It was for a long time one of my earliest memories. I was four, and was on the way back to England with my family after a year spent in Newfoundland. At the airport I was excited to see a Mountie on a horse, in a red jacket and a pinched felt hat. I ran up to him and handed him a piece of chewing gum, which he accepted, leaning down from his saddle to take it.
And yet. On asking several years ago about the event, I was surprised to find that the Mountie wasn’t mounted at all, he was standing by a door. His uniform? He was wearing beige fatigues, and a cap. My memory was a false one, reconstructed from various sources to make it more glamorous.
This came to mind when I was sitting in the Lansdown last Saturday. The first of the new series of Doctor Who was on in the background. Inevitably, the conversation came round to the daleks. And inevitably a bloke remembered hiding behind his sofa when he first saw them on the telly, years ago.

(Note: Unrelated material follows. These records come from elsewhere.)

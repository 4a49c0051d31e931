use ratatui::{
    buffer::Buffer,
    layout::Rect,
    style::{Modifier, Style},
};

use crate::tui::component::ElementWidget;
use crate::tui::table::{fit_cell, ColumnDef};

const COLUMN_SEPARATOR: &str = " ";

/// Plain text table: header row, rule, then one line per row
///
/// Cells are extracted and fitted when the widget is built, so rendering
/// only writes strings.
#[derive(Debug, Clone)]
pub struct DataTableWidget {
    header: String,
    rows: Vec<String>,
}

impl DataTableWidget {
    pub fn new<T>(columns: &[ColumnDef<T>], rows: &[T]) -> Self {
        let header = columns
            .iter()
            .map(|c| fit_cell(&c.header, c.width, c.align))
            .collect::<Vec<_>>()
            .join(COLUMN_SEPARATOR);
        let rows = rows
            .iter()
            .map(|row| {
                columns
                    .iter()
                    .map(|c| c.cell(row))
                    .collect::<Vec<_>>()
                    .join(COLUMN_SEPARATOR)
            })
            .collect();

        Self { header, rows }
    }
}

impl ElementWidget for DataTableWidget {
    fn render(&self, area: Rect, buf: &mut Buffer) {
        if area.width < 2 || area.height == 0 {
            return;
        }
        let x = area.x + 1;
        let max_width = (area.width - 1) as usize;

        buf.set_stringn(
            x,
            area.y,
            &self.header,
            max_width,
            Style::default().add_modifier(Modifier::BOLD),
        );

        if area.height > 1 {
            let rule = "─".repeat(self.header.chars().count());
            buf.set_stringn(x, area.y + 1, &rule, max_width, Style::default());
        }

        for (i, line) in self.rows.iter().enumerate() {
            let y = area.y + 2 + i as u16;
            if y >= area.bottom() {
                break;
            }
            buf.set_stringn(x, y, line, max_width, Style::default());
        }
    }

    fn clone_box(&self) -> Box<dyn ElementWidget> {
        Box::new(self.clone())
    }
}
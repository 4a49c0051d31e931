use crate::config::{ConfigKey, ConfigStore};

const MASKED_VALUE: &str = "********";

/// Format the config file location and every effective value with its source
pub fn format_config(store: &ConfigStore) -> String {
    let path = store.path();
    let exists = if path.exists() { "yes" } else { "no" };

    let mut output = String::new();
    output.push_str(&format!(
        "Configuration File: {} (Exists: {})\n",
        path.display(),
        exists
    ));
    output.push('\n');
    output.push_str("Current Configuration:\n");
    output.push_str("=====================\n");

    for key in ConfigKey::ALL {
        let value = match key {
            ConfigKey::Password => MASKED_VALUE.to_string(),
            _ => store.get(key),
        };
        output.push_str(&format!(
            "{:<9} {:<20} ({})\n",
            format!("{}:", key),
            value,
            store.source(key)
        ));
    }

    output
}

pub fn run(store: &ConfigStore) {
    print!("{}", format_config(store));
}
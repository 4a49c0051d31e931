//! General test utilities for TUI tests.
//!
//! ```ignore
//! #[cfg(test)]
//! mod tests {
//!     use crate::tui::testing::*;
//!
//!     #[test]
//!     fn test_example() {
//!         let buf = render_element(&element, RENDER_WIDTH, 24);
//!         assert_eq!(buffer_lines(&buf)[0].trim_end(), "...");
//!     }
//! }
//! ```

use ratatui::{buffer::Buffer, layout::Rect};

use super::component::{Element, ElementWidget};
use super::renderer::Renderer;

/// Constant for general rendering width
pub const RENDER_WIDTH: u16 = 80;

/// Helper to extract lines from buffer
pub fn buffer_lines(buf: &Buffer) -> Vec<String> {
    let area = buf.area();
    (0..area.height)
        .map(|y| {
            (0..area.width)
                .map(|x| buf[(x, y)].symbol())
                .collect::<String>()
        })
        .collect()
}

/// Helper for buffer assertions
///
/// Trailing whitespace is ignored on both sides.
pub fn assert_buffer(buf: &Buffer, expected: &[&str]) {
    let actual = buffer_lines(buf);

    assert_eq!(
        actual.len(),
        expected.len(),
        "Buffer height mismatch: expected {} lines, got {}",
        expected.len(),
        actual.len()
    );
    for (i, expected_line) in expected.iter().enumerate() {
        assert_eq!(
            actual[i].trim_end(),
            expected_line.trim_end(),
            "Line {} mismatch:\nExpected: '{}'\nActual:   '{}'",
            i,
            expected_line,
            actual[i]
        );
    }
}

/// Whether any line of the buffer contains `needle`
pub fn buffer_contains(buf: &Buffer, needle: &str) -> bool {
    buffer_lines(buf).iter().any(|line| line.contains(needle))
}

/// Render a single widget into a fresh buffer
pub fn render_widget(widget: &impl ElementWidget, width: u16, height: u16) -> Buffer {
    let mut buf = Buffer::empty(Rect::new(0, 0, width, height));
    widget.render(buf.area, &mut buf);
    buf
}

/// Render an element tree into a fresh buffer
pub fn render_element(element: &Element, width: u16, height: u16) -> Buffer {
    let mut buf = Buffer::empty(Rect::new(0, 0, width, height));
    Renderer::new().render(element, buf.area, &mut buf);
    buf
}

Now this has been something that has bugged me for years. It seems that everybody between the ages of 35 and 55 remembers doing the same thing. I suspect that it is a case of mass false memory. “I bet you didn’t hide behind your sofa,” I said. “I mean, where do people put sofas? Nine times out of ten they are pushed up against a wall. There is no room for children to hide behind them. You’re just saying that because, subconsciously, you want to be part of the crowd.” “Hold on,” said the guy. “I remember where my sofa was when I was a kid. In front of the fire. We had no central heating. People put their sofas in a different place, then. There was plenty of room.” I wonder. Nobody remembers hiding from the Cybermen, and they were just as frightening. AL


Why did nobody hide from the Cybermen?